Anche il pensiero filosofico è asservito al senso comune, è unidimensionale. Marcuse critica alcune delle più importanti correnti del pensiero novecentesco sulla base dell'incapacità da parte di queste dottrine di opporre un radicale rifiuto al sistema esistente: il neopositivismo giudica l'attendibilità di una proposizione in base alla constatazione empirica, la filosofia analitica rispetto alla conformità col linguaggio comune. La ragione e il linguaggio non sono più strumenti in grado di assolvere al compito principale della filosofia, cioè trascendere la realtà esistente, restando fedeli al contenuto universale dei concetti.

Democratica non-libertà

La società tecnologica avanzata riduce tutto a sé, ogni dimensione "altra" è asservita al potere capitalistico e ai consumi, conquistata dal dominio "democratico" della civiltà industriale; una società che condiziona i veri bisogni umani, sostituendoli con altri artificiali. È in questo senso che Marcuse formula la condanna della tecnologia, che conterrebbe già insita nella sua natura un'ideologia di dominio.

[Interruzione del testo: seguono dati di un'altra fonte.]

use timekeep_events::bus::DEFAULT_CAPACITY;

/// Minimum password length when `PASSWORD_MIN_LENGTH` is not set.
pub const DEFAULT_PASSWORD_MIN_LENGTH: usize = 8;

/// Raised when an environment variable holds an unparseable value.
#[derive(Debug, thiserror::Error)]
#[error("{name} must be a valid {expected}, got '{value}'")]
pub struct ConfigError {
    pub name: &'static str,
    pub expected: &'static str,
    pub value: String,
}

/// Service configuration loaded from environment variables.
///
/// All fields have defaults suitable for local development.
#[derive(Debug, Clone)]
pub struct ServiceConfig {
    /// Minimum accepted password length in characters (default: `8`).
    pub password_min_length: usize,
    /// Buffer size of the domain event channel (default: `1024`).
    pub event_bus_capacity: usize,
}

impl Default for ServiceConfig {
    fn default() -> Self {
        Self {
            password_min_length: DEFAULT_PASSWORD_MIN_LENGTH,
            event_bus_capacity: DEFAULT_CAPACITY,
        }
    }
}

impl ServiceConfig {
    /// Load configuration from environment variables with defaults, reading
    /// `.env` first if present.
    ///
    /// | Env Var               | Default |
    /// |-----------------------|---------|
    /// | `PASSWORD_MIN_LENGTH` | `8`     |
    /// | `EVENT_BUS_CAPACITY`  | `1024`  |
    pub fn from_env() -> Result<Self, ConfigError> {
        load_env();
        Self::from_lookup(|name| std::env::var(name).ok())
    }

    /// Build configuration from an arbitrary variable lookup.
    pub fn from_lookup<F>(lookup: F) -> Result<Self, ConfigError>
    where
        F: Fn(&str) -> Option<String>,
    {
        let defaults = Self::default();
        Ok(Self {
            password_min_length: parse_usize(
                &lookup,
                "PASSWORD_MIN_LENGTH",
                defaults.password_min_length,
            )?,
            event_bus_capacity: parse_usize(
                &lookup,
                "EVENT_BUS_CAPACITY",
                defaults.event_bus_capacity,
            )?,
        })
    }
}

/// Read `.env` into the process environment if the file exists.
pub fn load_env() {
    if let Ok(path) = dotenvy::dotenv() {
        tracing::debug!(path = %path.display(), "Loaded environment file");
    }
}

fn parse_usize<F>(lookup: &F, name: &'static str, default: usize) -> Result<usize, ConfigError>
where
    F: Fn(&str) -> Option<String>,
{
    match lookup(name) {
        None => Ok(default),
        Some(value) => match value.trim().parse::<usize>() {
            // Zero would make the broadcast channel panic and disable the
            // password check.
            Ok(0) | Err(_) => Err(ConfigError {
                name,
                expected: "positive integer",
                value,
            }),
            Ok(n) => Ok(n),
        },
    }
}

Possibilità di cambiamento

Questa "democratica non-libertà" permea tutto di sé, niente le sfugge, neanche gli strati tradizionalmente anti-sistema come la classe operaia, che si è pienamente integrata nel sistema stesso. Ma esistono ancora dimensioni al di fuori di esso, "al di sotto della base popolare conservatrice"? Marcuse risponde affermativamente: vanno ricercate negli emarginati, nei reietti, nei perseguitati, nei disoccupati, in coloro cioè, che non sono ancora stati fagocitati dalla società repressiva.

Il filosofo tedesco, non a caso, chiude la sua opera con una citazione da Walter Benjamin:

«è solo per merito dei disperati che ci è data una speranza.»